_Assignment_
In the answer, every entry must appear exactly as given.
====== Task input
use axum::http::StatusCode;
use axum::response::{IntoResponse, Response};
use nb_driver::docker::DockerError;
use nb_driver::lock::LockError;
use nb_driver::store::StoreError;

#[derive(Debug, thiserror::Error)]
pub enum ApiError {
    #[error("not found")]
    NotFound,

    #[error("unauthorized")]
    Unauthorized,

    #[error("conflict: {0}")]
    Conflict(String),

    #[error("database error: {0}")]
    Database(#[from] sqlx::Error),

    #[error(transparent)]
    Driver(#[from] nb_driver::Error),

    #[error("background task failed: {0}")]
    Task(#[from] tokio::task::JoinError),
}

impl ApiError {
    fn status(&self) -> StatusCode {
        use nb_driver::Error as E;

        match self {
            ApiError::NotFound => StatusCode::NOT_FOUND,
            ApiError::Unauthorized => StatusCode::UNAUTHORIZED,
            ApiError::Conflict(_) => StatusCode::CONFLICT,
            ApiError::Database(sqlx::Error::RowNotFound) => StatusCode::NOT_FOUND,
            ApiError::Database(_) => StatusCode::INTERNAL_SERVER_ERROR,
            ApiError::Driver(e) if e.is_retriable() => StatusCode::SERVICE_UNAVAILABLE,
            ApiError::Driver(E::InvalidRequest(_)) => StatusCode::BAD_REQUEST,
            ApiError::Driver(E::Store(StoreError::Invalid { .. } | StoreError::Malformed { .. })) => {
                StatusCode::UNPROCESSABLE_ENTITY
            }
            ApiError::Driver(E::Lock(LockError::NotHeld { .. })) => StatusCode::NOT_FOUND,
            ApiError::Driver(E::Cloud(_) | E::Docker(DockerError::Api { .. }) | E::PortMapping(_)) => {
                StatusCode::BAD_GATEWAY
            }
            ApiError::Driver(_) | ApiError::Task(_) => StatusCode::INTERNAL_SERVER_ERROR,
        }
    }
}

impl IntoResponse for ApiError {
    fn into_response(self) -> Response {
        let status = self.status();
        if status.is_server_error() {
            tracing::error!(error = %self, "request failed");
        }

        let body = match &self {
            ApiError::Driver(e) if e.is_retriable() => {
                serde_json::json!({ "error": self.to_string(), "retriable": true })
            }
            _ => serde_json::json!({ "error": self.to_string() }),
        };
        (status, axum::Json(body)).into_response()
    }
}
============
_Your response_
use axum::http::StatusCode;
use axum::response::{IntoResponse, Response};
use nb_driver::docker::DockerError;
use nb_driver::lock::LockError;
use nb_driver::store::StoreError;

#[derive(Debug, thiserror::Error)]
pub enum ApiError {
    #[error("not found")]
    NotFound,

    #[error("unauthorized")]
    Unauthorized,

    #[error("conflict: {0}")]
    Conflict(String),

    #[error("database error: {0}")]
    Database(#[from] sqlx::Error),

    #[error(transparent)]
    Driver(#[from] nb_driver::Error),

    #[error("background task failed: {0}")]
    Task(#[from] tokio::task::JoinError),
}

impl ApiError {
    fn status(&self) -> StatusCode {
        use nb_driver::Error as E;

        match self {
            ApiError::NotFound => StatusCode::NOT_FOUND,
            ApiError::Unauthorized => StatusCode::UNAUTHORIZED,
            ApiError::Conflict(_) => StatusCode::CONFLICT,
            ApiError::Database(sqlx::Error::RowNotFound) => StatusCode::NOT_FOUND,
            ApiError::Database(_) => StatusCode::INTERNAL_SERVER_ERROR,
            ApiError::Driver(e) if e.is_retriable() => StatusCode::SERVICE_UNAVAILABLE,
            ApiError::Driver(E::InvalidRequest(_)) => StatusCode::BAD_REQUEST,
            ApiError::Driver(E::Store(StoreError::Invalid { .. } | StoreError::Malformed { .. })) => {
                StatusCode::UNPROCESSABLE_ENTITY
            }
            ApiError::Driver(E::Lock(LockError::NotHeld { .. })) => StatusCode::NOT_FOUND,
            ApiError::Driver(E::Cloud(_) | E::Docker(DockerError::Api { .. }) | E::PortMapping(_)) => {
                StatusCode::BAD_GATEWAY
            }
            ApiError::Driver(_) | ApiError::Task(_) => StatusCode::INTERNAL_SERVER_ERROR,
        }
    }
}

impl IntoResponse for ApiError {
    fn into_response(self) -> Response {
        let status = self.status();
        if status.is_server_error() {
            tracing::error!(error = %self, "request failed");
        }

        let body = match &self {
            ApiError::Driver(e) if e.is_retriable() => {
                serde_json::json!({ "error": self.to_string(), "retriable": true })
            }
            _ => serde_json::json!({ "error": self.to_string() }),
        };
        (status, axum::Json(body)).into_response()
    }
}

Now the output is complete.